What is expected: Read the lines below, and copy any that contain the string "unwrap".
+--
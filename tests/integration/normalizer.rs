//! Normalization rules observable through the public API.

use bigfix_api::inventory::{parse_timestamp, split_client_setting, Computer, NameValue};

#[test]
fn test_timestamp_layouts_agree_on_instant() {
    let rfc1123 = parse_timestamp("Mon, 2 Jan 2006 15:04:05 -0700").unwrap();
    let rfc3339 = parse_timestamp("2006-01-02T15:04:05-07:00").unwrap();
    let utc = parse_timestamp("2006-01-02T22:04:05Z").unwrap();
    assert_eq!(rfc1123, rfc3339);
    assert_eq!(rfc1123, utc);
    assert_eq!(parse_timestamp("not-a-date"), None);
    assert_eq!(parse_timestamp(""), None);
}

#[test]
fn test_client_setting_split() {
    assert_eq!(split_client_setting("Foo=bar"), NameValue::new("Foo", "bar"));
    assert_eq!(split_client_setting("Foo"), NameValue::new("Foo", ""));
    assert_eq!(split_client_setting("a=b=c"), NameValue::new("a", "b=c"));
}

#[test]
fn test_property_names_are_exact() {
    let mut computer = Computer::default();
    computer.apply_property("OS", "Linux Red Hat Enterprise Server 9.3");
    computer.apply_property("os", "ignored casing");
    assert_eq!(computer.os, "Linux Red Hat Enterprise Server 9.3");
    assert_eq!(computer.other_properties, vec![NameValue::new("os", "ignored casing")]);
}

#[test]
fn test_serializes_for_row_rendering() {
    let mut computer = Computer::default();
    computer.apply_property("Computer Name", "WS-1");
    let json = serde_json::to_value(&computer).unwrap();
    assert_eq!(json["name"], "WS-1");
}
//! # bigfix-inventory
//!
//! Typed access to a BigFix server's inventory: computers, sites, analyses,
//! tasks, fixlets, actions, properties and roles.
//!
//! Requests go through [`bigfix_client`], so every call shares its retry
//! policy, error taxonomy and rate-limit hook. Responses are XML and are
//! folded into stable records:
//!
//! - Computer property bags are routed by property name through
//!   [`PROPERTY_FIELDS`]; unknown names land in `other_properties`.
//! - Timestamps are read with [`parse_timestamp`], which tries several
//!   layouts and leaves the field unset when none fit.
//! - List entries and detail payloads convert to the same record type; a
//!   record built from a list entry uses its name as its title.
//!
//! Site-scoped kinds (analyses, tasks, fixlets) take a site name and type
//! token. An unknown type token is rejected before any request is sent.
//!
//! ## Example
//!
//! ```rust,ignore
//! use bigfix_client::ConnectionConfig;
//! use bigfix_inventory::InventoryClient;
//!
//! #[tokio::main]
//! async fn main() -> bigfix_inventory::Result<()> {
//!     let client = InventoryClient::new(&ConnectionConfig::from_env()?)?;
//!
//!     for computer in client.list_computers().await? {
//!         println!("{} {}", computer.id, computer.name);
//!     }
//!
//!     let task = client.optional(client.get_task("BES Support", "external", 42).await)?;
//!     println!("{task:?}");
//!     Ok(())
//! }
//! ```

mod action;
mod analysis;
mod client;
mod common;
mod computer;
mod fixlet;
mod kind;
mod not_found;
mod property;
mod role;
mod site;
mod site_ref;
mod task;
mod timestamp;
mod xml;

pub use action::{
    Action, ActionSettings, ActionSettingsLocks, ActionTarget, PostActionBehavior,
    PostActionBehaviorLocks, PreActionLocks, TextLock,
};
pub use analysis::{Analysis, AnalysisProperty};
pub use client::InventoryClient;
pub use common::{ContentAction, MimeField};
pub use computer::{split_client_setting, Computer, NameValue, PROPERTY_FIELDS};
pub use fixlet::Fixlet;
pub use kind::EntityKind;
pub use not_found::NotFoundPolicy;
pub use property::Property;
pub use role::{InterfaceLogins, Role};
pub use site::{Site, SiteFile, SitePermission};
pub use site_ref::{SiteFilter, SiteRef, SiteType};
pub use task::Task;
pub use timestamp::parse_timestamp;

pub use bigfix_client::{Error, ErrorKind, Result};
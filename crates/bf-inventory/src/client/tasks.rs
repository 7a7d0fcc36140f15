use bigfix_client::Result;
use futures::stream::{BoxStream, Stream};
use tracing::{debug, instrument};

use crate::kind::EntityKind;
use crate::site::Site;
use crate::site_ref::{SiteFilter, SiteRef};
use crate::task::{Task, TaskDetailResponseXml, TaskListXml};

impl super::InventoryClient {
    /// List the tasks of one site.
    #[instrument(skip(self))]
    pub async fn list_tasks(&self, site_name: &str, site_type: &str) -> Result<Vec<Task>> {
        let site = SiteRef::parse(site_name, site_type)?;
        self.list_tasks_in(site).await
    }

    /// Fetch one task with its actions.
    #[instrument(skip(self))]
    pub async fn get_task(&self, site_name: &str, site_type: &str, id: u64) -> Result<Task> {
        let site = SiteRef::parse(site_name, site_type)?;
        let kind = EntityKind::Task;
        let path = site.content_path(kind, id);

        let detail: TaskDetailResponseXml = self
            .fetch(&path, kind.get_tag(), kind.as_str())
            .await
            .map_err(|e| e.with_context(format!("failed to fetch task {id} in site {site}")))?;

        Ok(Task::from_detail(detail.task, id, self.http.url(&path), &site))
    }

    /// Tasks of every site in `sites` accepted by `filter`.
    pub fn tasks_in_sites<'a, S>(&'a self, sites: S, filter: SiteFilter) -> BoxStream<'a, Result<Task>>
    where
        S: Stream<Item = Site> + Send + 'a,
    {
        self.fan_out(sites, filter, move |site| self.list_tasks_in(site))
    }

    async fn list_tasks_in(&self, site: SiteRef) -> Result<Vec<Task>> {
        let kind = EntityKind::Task;
        let list: TaskListXml = self
            .fetch(&site.content_list_path(kind), kind.list_tag(), kind.as_str())
            .await
            .map_err(|e| e.with_context(format!("failed to list tasks in site {site}")))?;

        debug!(site = %site, count = list.items.len(), "Listed tasks");
        Ok(list
            .items
            .into_iter()
            .map(|item| Task::from_list_item(item, &site))
            .collect())
    }
}
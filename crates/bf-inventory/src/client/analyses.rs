use bigfix_client::Result;
use futures::stream::{BoxStream, Stream};
use tracing::{debug, instrument};

use crate::analysis::{Analysis, AnalysisDetailResponseXml, AnalysisListXml};
use crate::kind::EntityKind;
use crate::site::Site;
use crate::site_ref::{SiteFilter, SiteRef};

impl super::InventoryClient {
    /// List the analyses of one site.
    #[instrument(skip(self))]
    pub async fn list_analyses(&self, site_name: &str, site_type: &str) -> Result<Vec<Analysis>> {
        let site = SiteRef::parse(site_name, site_type)?;
        self.list_analyses_in(site).await
    }

    /// Fetch one analysis with its properties.
    #[instrument(skip(self))]
    pub async fn get_analysis(&self, site_name: &str, site_type: &str, id: u64) -> Result<Analysis> {
        let site = SiteRef::parse(site_name, site_type)?;
        let kind = EntityKind::Analysis;
        let path = site.content_path(kind, id);

        let detail: AnalysisDetailResponseXml = self
            .fetch(&path, kind.get_tag(), kind.as_str())
            .await
            .map_err(|e| e.with_context(format!("failed to fetch analysis {id} in site {site}")))?;

        Ok(Analysis::from_detail(detail.analysis, id, self.http.url(&path), &site))
    }

    /// Analyses of every site in `sites` accepted by `filter`.
    pub fn analyses_in_sites<'a, S>(
        &'a self,
        sites: S,
        filter: SiteFilter,
    ) -> BoxStream<'a, Result<Analysis>>
    where
        S: Stream<Item = Site> + Send + 'a,
    {
        self.fan_out(sites, filter, move |site| self.list_analyses_in(site))
    }

    async fn list_analyses_in(&self, site: SiteRef) -> Result<Vec<Analysis>> {
        let kind = EntityKind::Analysis;
        let list: AnalysisListXml = self
            .fetch(&site.content_list_path(kind), kind.list_tag(), kind.as_str())
            .await
            .map_err(|e| e.with_context(format!("failed to list analyses in site {site}")))?;

        debug!(site = %site, count = list.items.len(), "Listed analyses");
        Ok(list
            .items
            .into_iter()
            .map(|item| Analysis::from_list_item(item, &site))
            .collect())
    }
}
+--
Solution:
    let rfc1123 = parse_timestamp("Mon, 2 Jan 2006 15:04:05 -0700").unwrap();
    let rfc3339 = parse_timestamp("2006-01-02T15:04:05-07:00").unwrap();
    let utc = parse_timestamp("2006-01-02T22:04:05Z").unwrap();
    let json = serde_json::to_value(&computer).unwrap();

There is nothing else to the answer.